The Moment of Truth… Or Not
Confident. That’s what I was. Turned the key, expecting that sweet V8 rumble. Instead, I got a series of loud pops from the carb, a couple of sputters, and then nothing. Just the whir of the starter. My heart sank a bit. You know that feeling. ‘What did I mess up?’
You start second-guessing everything. Is the timing 180 degrees out? Did I get the distributor rotation wrong? Are my plug wires old and shot? It’s frustrating, ’cause you just want to hear it run.

So, I took a step back. Grabbed a drink of water. Went back to basics.
- Pulled the number 1 spark plug out again.
- Rotated the engine by hand, feeling for that compression stroke on number 1 again. Confirmed it.
- Checked the timing marks. Still good.
- Looked at the distributor rotor. It was indeed pointing to the terminal I’d designated for the number 1 wire.

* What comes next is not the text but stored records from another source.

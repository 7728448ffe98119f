//! Command, callback and action types.

use std::fmt;

use crate::reports::{Report, ReportKind, ReportReason, ReportStatus};

/// Commands understood by the bot.
#[derive(Debug, Clone, Copy, PartialEq, Eq)]
pub enum BotCommand {
    /// Show the welcome message.
    Start,

    /// Show help information.
    Help,

    /// Start a new report.
    Report,

    /// List the user's recent reports.
    MyReports,

    /// Cancel the current report.
    Cancel,

    /// Continue without additional details.
    Skip,
}

impl BotCommand {
    /// Parses a command from a message text.
    ///
    /// Accepts an optional `@botname` suffix; when `bot_username` is known,
    /// commands addressed to another bot are ignored. Returns `None` if the
    /// message is not a known command.
    #[must_use]
    pub fn parse(text: &str, bot_username: Option<&str>) -> Option<Self> {
        let text = text.trim();
        let word = text.split_whitespace().next()?;
        let word = word.strip_prefix('/')?;

        let cmd = match word.split_once('@') {
            Some((cmd, addressee)) => {
                if let Some(own) = bot_username
                    && !addressee.eq_ignore_ascii_case(own)
                {
                    return None;
                }
                cmd
            }
            None => word,
        };

        match cmd.to_lowercase().as_str() {
            "start" => Some(Self::Start),
            "help" => Some(Self::Help),
            "report" => Some(Self::Report),
            "myreports" => Some(Self::MyReports),
            "cancel" => Some(Self::Cancel),
            "skip" => Some(Self::Skip),
            _ => None,
        }
    }

    /// Returns the command name without the slash.
    #[must_use]
    pub const fn name(self) -> &'static str {
        match self {
            Self::Start => "start",
            Self::Help => "help",
            Self::Report => "report",
            Self::MyReports => "myreports",
            Self::Cancel => "cancel",
            Self::Skip => "skip",
        }
    }

    /// Returns all commands with their descriptions, for help and the
    /// bot command menu.
    #[must_use]
    pub fn all_commands() -> Vec<(&'static str, &'static str)> {
        vec![
            ("start", "Start the bot"),
            ("help", "Show this help message"),
            ("report", "Report a user, group, or channel"),
            ("myreports", "View your recent reports"),
            ("cancel", "Cancel current operation"),
        ]
    }
}

impl fmt::Display for BotCommand {
    fn fmt(&self, f: &mut fmt::Formatter<'_>) -> fmt::Result {
        write!(f, "/{}", self.name())
    }
}

/// Actions encoded in inline button data.
#[derive(Debug, Clone, PartialEq, Eq)]
pub enum CallbackAction {
    /// The reporter picked what to report.
    Kind(ReportKind),

    /// The reporter picked a reason.
    Reason(ReportReason),

    /// The reporter confirmed the summary.
    Confirm,

    /// The reporter cancelled.
    Cancel,

    /// An admin marked a report as resolved.
    Resolve(String),

    /// An admin rejected a report.
    Reject(String),
}

impl CallbackAction {
    /// Parses button data. Returns `None` for unknown data.
    #[must_use]
    pub fn parse(data: &str) -> Option<Self> {
        match data {
            "confirm" => return Some(Self::Confirm),
            "cancel" => return Some(Self::Cancel),
            _ => {}
        }

        let (prefix, value) = data.split_once('_')?;
        if value.is_empty() {
            return None;
        }

        match prefix {
            "type" => ReportKind::from_key(value).map(Self::Kind),
            "reason" => ReportReason::from_key(value).map(Self::Reason),
            "resolve" => Some(Self::Resolve(value.to_owned())),
            "reject" => Some(Self::Reject(value.to_owned())),
            _ => None,
        }
    }

    /// Encodes the action as button data.
    #[must_use]
    pub fn data(&self) -> String {
        match self {
            Self::Kind(kind) => format!("type_{}", kind.key()),
            Self::Reason(reason) => format!("reason_{}", reason.key()),
            Self::Confirm => "confirm".to_owned(),
            Self::Cancel => "cancel".to_owned(),
            Self::Resolve(id) => format!("resolve_{id}"),
            Self::Reject(id) => format!("reject_{id}"),
        }
    }

    /// The review status an admin action leads to.
    #[must_use]
    pub const fn review_status(&self) -> Option<ReportStatus> {
        match self {
            Self::Resolve(_) => Some(ReportStatus::Resolved),
            Self::Reject(_) => Some(ReportStatus::Rejected),
            _ => None,
        }
    }
}

/// A single inline button.
#[derive(Debug, Clone, PartialEq, Eq)]
pub struct Button {
    pub label: String,
    pub data: String,
}

impl Button {
    /// Creates a button for a callback action.
    #[must_use]
    pub fn new(label: impl Into<String>, action: &CallbackAction) -> Self {
        Self {
            label: label.into(),
            data: action.data(),
        }
    }
}

/// Rows of inline buttons.
#[derive(Debug, Clone, Default, PartialEq, Eq)]
pub struct Keyboard {
    pub rows: Vec<Vec<Button>>,
}

impl Keyboard {
    /// Adds a row.
    #[must_use]
    pub fn row(mut self, buttons: Vec<Button>) -> Self {
        self.rows.push(buttons);
        self
    }

    /// Iterates over all buttons.
    pub fn buttons(&self) -> impl Iterator<Item = &Button> {
        self.rows.iter().flatten()
    }
}

/// A Markdown message with an optional inline keyboard.
#[derive(Debug, Clone, PartialEq, Eq)]
pub struct OutgoingMessage {
    pub text: String,
    pub keyboard: Option<Keyboard>,
}

impl OutgoingMessage {
    /// Creates a plain text message.
    #[must_use]
    pub fn text(text: impl Into<String>) -> Self {
        Self {
            text: text.into(),
            keyboard: None,
        }
    }

    /// Attaches an inline keyboard.
    #[must_use]
    pub fn with_keyboard(mut self, keyboard: Keyboard) -> Self {
        self.keyboard = Some(keyboard);
        self
    }
}

/// The user an update came from.
#[derive(Debug, Clone, PartialEq, Eq)]
pub struct Sender {
    pub id: i64,
    pub first_name: String,
    pub full_name: String,
}

/// An update, reduced to what the conversation needs.
#[derive(Debug, Clone, PartialEq, Eq)]
pub enum Incoming {
    /// A known command.
    Command(BotCommand),

    /// Plain text that is not a command.
    Text(String),

    /// A button press; `None` if the data was not recognized.
    Callback(Option<CallbackAction>),
}

impl Incoming {
    /// Classifies a text message. Unknown commands and messages without
    /// text (photos, stickers, media without a caption) yield `None`.
    #[must_use]
    pub fn from_text(text: &str, bot_username: Option<&str>) -> Option<Self> {
        if text.trim().is_empty() {
            return None;
        }
        if let Some(command) = BotCommand::parse(text, bot_username) {
            return Some(Self::Command(command));
        }
        if text.trim_start().starts_with('/') {
            return None;
        }
        Some(Self::Text(text.to_owned()))
    }

    /// Classifies button data.
    #[must_use]
    pub fn from_callback(data: &[u8]) -> Self {
        Self::Callback(std::str::from_utf8(data).ok().and_then(CallbackAction::parse))
    }
}

/// What the transport should do in response to an update.
#[derive(Debug, Clone, PartialEq, Eq)]
pub enum Action {
    /// Send a new message to the chat the update came from.
    Reply(OutgoingMessage),

    /// Edit the message whose button was pressed.
    Edit(OutgoingMessage),

    /// Show a short notice as the answer to a button press.
    Toast(String),

    /// Deliver a new report to the report channel and the admins.
    Broadcast(Report),
}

Then, I started tracing each wire, from the cap to the plug. Slowly. And there it was. In my haste, or maybe just because the lighting in my garage isn’t the best, I had swapped the wires for cylinders 5 and 7 on the distributor cap. They were right next to each other in the firing order, and I guess my eyes just skipped a beat.
It’s always something simple, isn’t it? Something you overlook because you’re focused on the bigger picture.
Swapped those two wires back to their correct terminals. Took a deep breath. Turned the key again. And boom! She fired right up. Coughed a bit at first, then settled into a rough but steady idle. Music to my ears, even if it wasn’t perfectly tuned yet.
So, yeah, knowing the firing order 1-8-4-3-6-5-7-2 is step one. But the real practice is in the details:

- Confirming Number 1 TDC on Compression: Don’t just trust the timing mark without feeling for compression. It’s easy to be 180 out.
- Distributor Rotation: Chevy V8s are typically clockwise. Make sure you know which way yours spins.
- Wiring Neatly: Take your time. Route them so they don’t cross chaotically or rest on hot exhaust parts.
- Double-Check Connections: Make sure each wire is firmly seated on the spark plug and on the distributor cap terminal. A loose wire is as good as no wire.
It was a good reminder that day. Even the basics can trip you up. But getting it right, hearing that big block finally roar to life because you patiently worked through the problem – that’s a satisfaction that’s hard to beat. Just gotta keep at it.